I called five times over the next hour and did not get through to them or the machine. I tried the cell phone but was ignored as well. They just didn’t want to be bothered answering my call. When I finally got through, I was really mad. I asked them what would have happened if it were an emergency and I needed help. “That’s what Hatzoloh is for” was their answer. I am really upset by what they did and what they said. I see no reason to call in and tell them where I am anymore. As far as I’m concerned, the deal is off and I have my freedom back.
A very angry mother
Dear Angry Mother,
I understand and sympathize with your feelings. Their comment about Hatzoloh was certainly not what you needed to hear. I suspect that it just further compounded your feelings of rejection brought about by not having your phone calls answered. It was a thoughtless comment and inappropriate response. However, it sounds like the plan had been working well until this happened. Let me suggest that we give your children the benefit of the doubt and that we practice “dan l’kaf zechus.“
Since you identified yourself as a mother and a grandmother, I am going to assume you have grandchildren in your children’s homes. Perhaps your call came at a very busy time. Your children could have been putting their children to bed and didn’t want to be interrupted. Maybe the phone was off the hook or a teenager was on the phone and decided not to take the call waiting or look at the caller ID. Or, maybe your children were on the phone with a teacher or on a business call and they were not comfortable interrupting the conversation, and later forgot to check the caller I.D. Perhaps the day had gone badly and it was chaotic in the house when you called and they wanted to put off talking to you until things had calmed down.
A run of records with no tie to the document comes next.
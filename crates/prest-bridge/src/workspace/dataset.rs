//! Dataset kinds stored in workspace files, and their progress codecs.
//!
//! Every kind is written as a `(name, alternatives)` header followed by its
//! subjects, one progress step per subject.

use std::io::{Read, Write};
use std::marker::PhantomData;

use indexmap::IndexSet;
use serde::Serialize;

use super::results::{
    AggregatedPreferences, BudgetaryConsistency, DeterministicConsistencyResult,
    EstimationResult, IntegrityCheck, StochasticConsistencyResult, TupleIntransAlts,
    TupleIntransMenus, aggregated_preferences_codec, budgetary_consistency_codec,
    deterministic_consistency_codec, estimation_result_codec, integrity_check_codec,
    stochastic_consistency_codec, tuple_intrans_alts_codec, tuple_intrans_menus_codec,
};
use crate::codec::{
    ArrayCodec, Codec, CodecError, NumericArray, OptionalOf, ProgressCodec, ProgressError, Record,
    RecordOf, SequenceOf, SequenceWithProgress, SetOf, StrCodec, TypenameUnionWithProgress,
    UnitCodec, VarintCodec, WithProgress, optional_of, packed, record_of, sequence_of,
    sequence_with_progress, set_of, with_progress,
};
use crate::progress::Step;

/// Set of alternative indices.
pub type AltSet = IndexSet<u64>;

#[derive(Debug, Clone, PartialEq, Eq)]
pub struct ChoiceRow {
    pub menu: AltSet,
    pub default: Option<u64>,
    pub choice: AltSet,
}

impl Record for ChoiceRow {
    const NAME: &'static str = "ChoiceRow";
    const FIELDS: &'static [&'static str] = &["menu", "default", "choice"];

    type Fields = (AltSet, Option<u64>, AltSet);

    fn from_fields((menu, default, choice): Self::Fields) -> Self {
        Self {
            menu,
            default,
            choice,
        }
    }

    fn to_fields(&self) -> Self::Fields {
        (self.menu.clone(), self.default, self.choice.clone())
    }
}

#[derive(Debug, Clone, PartialEq, Eq)]
pub struct Subject {
    pub name: String,
    pub alternatives: Vec<String>,
    pub choices: Vec<ChoiceRow>,
}

impl Record for Subject {
    const NAME: &'static str = "Subject";
    const FIELDS: &'static [&'static str] = &["name", "alternatives", "choices"];

    type Fields = (String, Vec<String>, Vec<ChoiceRow>);

    fn from_fields((name, alternatives, choices): Self::Fields) -> Self {
        Self {
            name,
            alternatives,
            choices,
        }
    }

    fn to_fields(&self) -> Self::Fields {
        (
            self.name.clone(),
            self.alternatives.clone(),
            self.choices.clone(),
        )
    }
}

#[derive(Debug, Clone, PartialEq, Eq)]
pub struct ExperimentalData {
    pub name: String,
    pub alternatives: Vec<String>,
    pub subjects: Vec<Subject>,
    pub observation_count: u64,
}

#[derive(Debug, Clone, PartialEq, Eq)]
pub struct SubjectStats {
    pub name: String,
    pub observations: u64,
    pub active_choices: u64,
    pub active_choices_binary: u64,
    pub deferrals: u64,
}

impl Record for SubjectStats {
    const NAME: &'static str = "Subject";
    const FIELDS: &'static [&'static str] = &[
        "name",
        "observations",
        "active_choices",
        "active_choices_binary",
        "deferrals",
    ];

    type Fields = (String, u64, u64, u64, u64);

    fn from_fields(
        (name, observations, active_choices, active_choices_binary, deferrals): Self::Fields,
    ) -> Self {
        Self {
            name,
            observations,
            active_choices,
            active_choices_binary,
            deferrals,
        }
    }

    fn to_fields(&self) -> Self::Fields {
        (
            self.name.clone(),
            self.observations,
            self.active_choices,
            self.active_choices_binary,
            self.deferrals,
        )
    }
}

#[derive(Debug, Clone, PartialEq, Eq)]
pub struct ExperimentStats {
    pub name: String,
    pub alternatives: Vec<String>,
    pub subjects: Vec<SubjectStats>,
}

/// Prices and purchased amounts of one subject, one row per observation.
#[derive(Debug, Clone, PartialEq)]
pub struct BudgetarySubject {
    pub name: String,
    pub prices: NumericArray<f32>,
    pub amounts: NumericArray<f32>,
}

impl BudgetarySubject {
    pub fn observation_count(&self) -> u64 {
        self.prices.shape().first().copied().unwrap_or(0)
    }
}

impl Record for BudgetarySubject {
    const NAME: &'static str = "Subject";
    const FIELDS: &'static [&'static str] = &["name", "prices", "amounts"];

    type Fields = (String, NumericArray<f32>, NumericArray<f32>);

    fn from_fields((name, prices, amounts): Self::Fields) -> Self {
        Self {
            name,
            prices,
            amounts,
        }
    }

    fn to_fields(&self) -> Self::Fields {
        (self.name.clone(), self.prices.clone(), self.amounts.clone())
    }
}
There are many events that could have occurred that can explain why they didn’t answer your call. (I am not saying that not taking the call is correct, but sometimes things happen that get in the way of a correct response.) As we age and our homes lose the hustle and bustle of having a busy family around, we sometimes forget how difficult it is to manage in the chaotic times of the day for a large family. This may have been why your call was avoided-it had nothing to do with you personally and everything to do with the time of day and events in your children’s home.
The comment about calling Hatzoloh in an emergency may also have been said innocently. In an emergency, when time is of the essence, it would make sense to call Hatzoloh first and then your children (although our emotional needs when we are alone would compel us to do just the opposite). Or it may have been said defensively and as a result of feeling badly that they ignored your call and weren’t living up to their part of the agreement, or simply a defensive reaction after being caught in behaving badly toward you.
Whatever the reason, I’d like to suggest you go back to holding up your end of the agreement and give them a chance to do the same. It would be a shame to lose what you gained in a peaceful family relationship simply because on one evening, life just got in the way.